#### [EXERCISE REQUIREMENTS]
Please reproduce exactly the lines that begin the listing below, up to and including the line where "Default, PartialEq, Eq)]" occurs.

=======

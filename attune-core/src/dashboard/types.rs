//! Dashboard view types

use chrono::{DateTime, Utc};
use serde::{Deserialize, Serialize};

use crate::analyzers::AnalysisReport;
use crate::difficulty::{DifficultyDecision, DifficultyTier, RollingHistory};
use crate::metrics::SessionMetrics;
use crate::retention::ReviewPlan;

/// Engagement score below which an alert is raised.
const LOW_ENGAGEMENT: f64 = 0.3;
/// Sensory regulation below which an alert is raised.
const LOW_REGULATION: f64 = 0.5;
/// Slope magnitude treated as flat.
const FLAT_TREND: f64 = 0.02;

/// Direction of recent performance
#[derive(Debug, Clone, Copy, Serialize, Deserialize, Default, PartialEq, Eq)]
#[serde(rename_all = "snake_case")]
pub enum TrendDirection {
    Rising,
    #[default]
    Stable,
    Falling,
}

impl TrendDirection {
    pub fn from_slope(slope: f64) -> Self {
        if slope > FLAT_TREND {
            Self::Rising
        } else if slope < -FLAT_TREND {
            Self::Falling
        } else {
            Self::Stable
        }
    }
}

/// Headline figures
#[derive(Debug, Clone, Serialize, Deserialize, Default, PartialEq)]
#[serde(rename_all = "camelCase")]
pub struct DashboardSummary {
    pub activity_id: String,
    pub event_type: String,
    #[serde(skip_serializing_if = "Option::is_none")]
    pub difficulty: Option<DifficultyTier>,
    pub difficulty_changed: bool,
    #[serde(skip_serializing_if = "Option::is_none")]
    pub predicted_score: Option<f64>,
    pub trend: TrendDirection,
    pub analyzers_succeeded: usize,
    pub analyzers_failed: usize,
    /// Earliest scheduled review among this event's items.
    #[serde(skip_serializing_if = "Option::is_none")]
    pub next_review_at: Option<DateTime<Utc>>,
}

#[derive(Debug, Clone, Copy, Serialize, Deserialize, PartialEq, Eq)]
#[serde(rename_all = "snake_case")]
pub enum ChartKind {
    Line,
    Bar,
}

#[derive(Debug, Clone, Serialize, Deserialize, PartialEq)]
pub struct ChartPoint {
    pub label: String,
    pub value: f64,
}

#[derive(Debug, Clone, Serialize, Deserialize, PartialEq)]
pub struct Chart {
    pub id: String,
    pub title: String,
    pub kind: ChartKind,
    pub points: Vec<ChartPoint>,
}

#[derive(Debug, Clone, Copy, Serialize, Deserialize, PartialEq, Eq, PartialOrd, Ord)]
#[serde(rename_all = "snake_case")]
pub enum AlertSeverity {
    Info,
    Warning,
    Critical,
}

#[derive(Debug, Clone, Serialize, Deserialize, PartialEq)]
pub struct Alert {
    pub severity: AlertSeverity,
    pub message: String,
}

/// Everything a dashboard renders for one processed session.
#[derive(Debug, Clone, Serialize, Deserialize, PartialEq)]
#[serde(rename_all = "camelCase")]
pub struct DashboardView {
    pub user_id: String,
    pub summary: DashboardSummary,
    pub metrics: SessionMetrics,
    pub insights: Vec<String>,
    pub recommendations: Vec<String>,
    pub charts: Vec<Chart>,
    pub alerts: Vec<Alert>,
    pub generated_at: DateTime<Utc>,
}

/// Inputs gathered while processing one session.
#[derive(Debug, Clone, Copy)]
pub struct ProjectionInput<'a> {
    pub user_id: &'a str,
    pub activity_id: &'a str,
    pub event_type: &'a str,
    pub metrics: &'a SessionMetrics,
    pub report: &'a AnalysisReport,
    pub difficulty: Option<&'a DifficultyDecision>,
    pub history: Option<&'a RollingHistory>,
    pub reviews: &'a [ReviewPlan],
}

impl DashboardView {
    pub fn build(input: ProjectionInput<'_>) -> Self {
        let metrics = *input.metrics;
        let decision = input.difficulty;

        let summary = DashboardSummary {
            activity_id: input.activity_id.to_string(),
            event_type: input.event_type.to_string(),
            difficulty: decision.map(|d| d.tier),
            difficulty_changed: decision.is_some_and(|d| d.changed),
            predicted_score: decision.and_then(|d| d.predicted_score),
            trend: decision
                .and_then(|d| d.trend)
                .map(TrendDirection::from_slope)
                .unwrap_or_default(),
            analyzers_succeeded: input.report.succeeded.len(),
            analyzers_failed: input.report.failed.len(),
            next_review_at: input.reviews.iter().map(|r| r.next_review_at).min(),
        };

        Self {
            user_id: input.user_id.to_string(),
            summary,
            metrics,
            insights: input.report.insights.clone(),
            recommendations: input.report.recommendations.clone(),
            charts: charts(&metrics, input.history),
            alerts: alerts(&metrics, input.report, decision),
            generated_at: Utc::now(),
        }
    }
}

fn point(label: &str, value: f64) -> ChartPoint {
    ChartPoint {
        label: label.to_string(),
        value,
    }
}

fn charts(metrics: &SessionMetrics, history: Option<&RollingHistory>) -> Vec<Chart> {
    let mut charts = vec![Chart {
        id: "session-profile".to_string(),
        title: "Session profile".to_string(),
        kind: ChartKind::Bar,
        points: vec![
            point("engagement", metrics.engagement.score),
            point("accuracy", metrics.cognitive.accuracy),
            point("independence", metrics.cognitive.independence),
            point("persistence", metrics.behavioral.persistence),
            point("regulation", metrics.sensory.regulation),
        ],
    }];

    if let Some(history) = history
        && !history.is_empty()
    {
        charts.push(Chart {
            id: "accuracy-history".to_string(),
            title: "Recent accuracy".to_string(),
            kind: ChartKind::Line,
            points: history
                .iter()
                .map(|r| point(&r.timestamp.to_rfc3339(), r.accuracy))
                .collect(),
        });
    }

    charts
}

fn alerts(
    metrics: &SessionMetrics,
    report: &AnalysisReport,
    decision: Option<&DifficultyDecision>,
) -> Vec<Alert> {
    let mut alerts = Vec::new();

    if metrics.engagement.time_on_task > 0.0 && metrics.engagement.score < LOW_ENGAGEMENT {
        alerts.push(Alert {
            severity: AlertSeverity::Warning,
            message: "Engagement was low this session".to_string(),
        });
    }
    if metrics.sensory.overload_events > 0.0 && metrics.sensory.regulation < LOW_REGULATION {
        alerts.push(Alert {
            severity: AlertSeverity::Critical,
            message: "Frequent sensory overload".to_string(),
        });
    }
    if let Some(d) = decision
        && d.changed
    {
        alerts.push(Alert {
            severity: AlertSeverity::Info,
            message: format!("Difficulty moved from {} to {}", d.previous_tier, d.tier),
        });
    }
    for (name, reason) in &report.failed {
        alerts.push(Alert {
            severity: AlertSeverity::Warning,
            message: format!("Analyzer {name} failed: {reason}"),
        });
    }

    alerts
}

#[cfg(test)]
mod tests {
    use super::*;
    use std::collections::BTreeMap;

    fn decision(changed: bool) -> DifficultyDecision {
        DifficultyDecision {
            previous_tier: DifficultyTier::Medium,
            tier: if changed {
                DifficultyTier::Hard
            } else {
                DifficultyTier::Medium
            },
            changed,
            history_len: 3,
            evicted: false,
            average_accuracy: Some(0.85),
            trend: Some(0.05),
            predicted_score: Some(95.0),
        }
    }

    fn input<'a>(
        metrics: &'a SessionMetrics,
        report: &'a AnalysisReport,
        difficulty: Option<&'a DifficultyDecision>,
    ) -> ProjectionInput<'a> {
        ProjectionInput {
            user_id: "u1",
            activity_id: "memory-match",
            event_type: "game_end",
            metrics,
            report,
            difficulty,
            history: None,
            reviews: &[],
        }
    }

    #[test]
    fn empty_inputs_build_a_quiet_view() {
        let metrics = SessionMetrics::default();
        let report = AnalysisReport::default();
        let view = DashboardView::build(input(&metrics, &report, None));

        assert_eq!(view.summary.difficulty, None);
        assert_eq!(view.summary.trend, TrendDirection::Stable);
        assert!(view.alerts.is_empty());
        assert_eq!(view.charts.len(), 1);
    }

    #[test]
    fn tier_change_and_analyzer_failure_raise_alerts() {
        let metrics = SessionMetrics::default();
        let report = AnalysisReport {
            analyzers_run: 2,
            succeeded: vec!["engagement".into()],
            failed: BTreeMap::from([("sensory".to_string(), "timed out".to_string())]),
            ..Default::default()
        };
        let d = decision(true);
        let view = DashboardView::build(input(&metrics, &report, Some(&d)));

        assert_eq!(view.summary.difficulty, Some(DifficultyTier::Hard));
        assert!(view.summary.difficulty_changed);
        assert_eq!(view.summary.trend, TrendDirection::Rising);
        assert_eq!(view.summary.analyzers_failed, 1);
        assert_eq!(view.alerts.len(), 2);
        assert!(view.alerts[0].message.contains("MEDIUM to HARD"));
    }

    #[test]
    fn view_serializes_dashboard_sections() {
        let metrics = SessionMetrics::default();
        let report = AnalysisReport::default();
        let value = serde_json::to_value(DashboardView::build(input(&metrics, &report, None))).unwrap();
        for key in ["summary", "metrics", "insights", "recommendations", "charts", "alerts"] {
            assert!(value.get(key).is_some(), "missing {key}");
        }
        for key in ["engagement", "cognitive", "behavioral", "sensory"] {
            assert!(value["metrics"].get(key).is_some(), "missing metrics.{key}");
        }
    }
}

=======

#### [WRITTEN SOLUTION]
filename attune-core/src/dashboard/types.rs
//! Dashboard view types

use chrono::{DateTime, Utc};
use serde::{Deserialize, Serialize};

use crate::analyzers::AnalysisReport;
use crate::difficulty::{DifficultyDecision, DifficultyTier, RollingHistory};
use crate::metrics::SessionMetrics;
use crate::retention::ReviewPlan;

/// Engagement score below which an alert is raised.
const LOW_ENGAGEMENT: f64 = 0.3;
/// Sensory regulation below which an alert is raised.
const LOW_REGULATION: f64 = 0.5;
/// Slope magnitude treated as flat.
const FLAT_TREND: f64 = 0.02;

/// Direction of recent performance
#[derive(Debug, Clone, Copy, Serialize, Deserialize, Default, PartialEq, Eq)]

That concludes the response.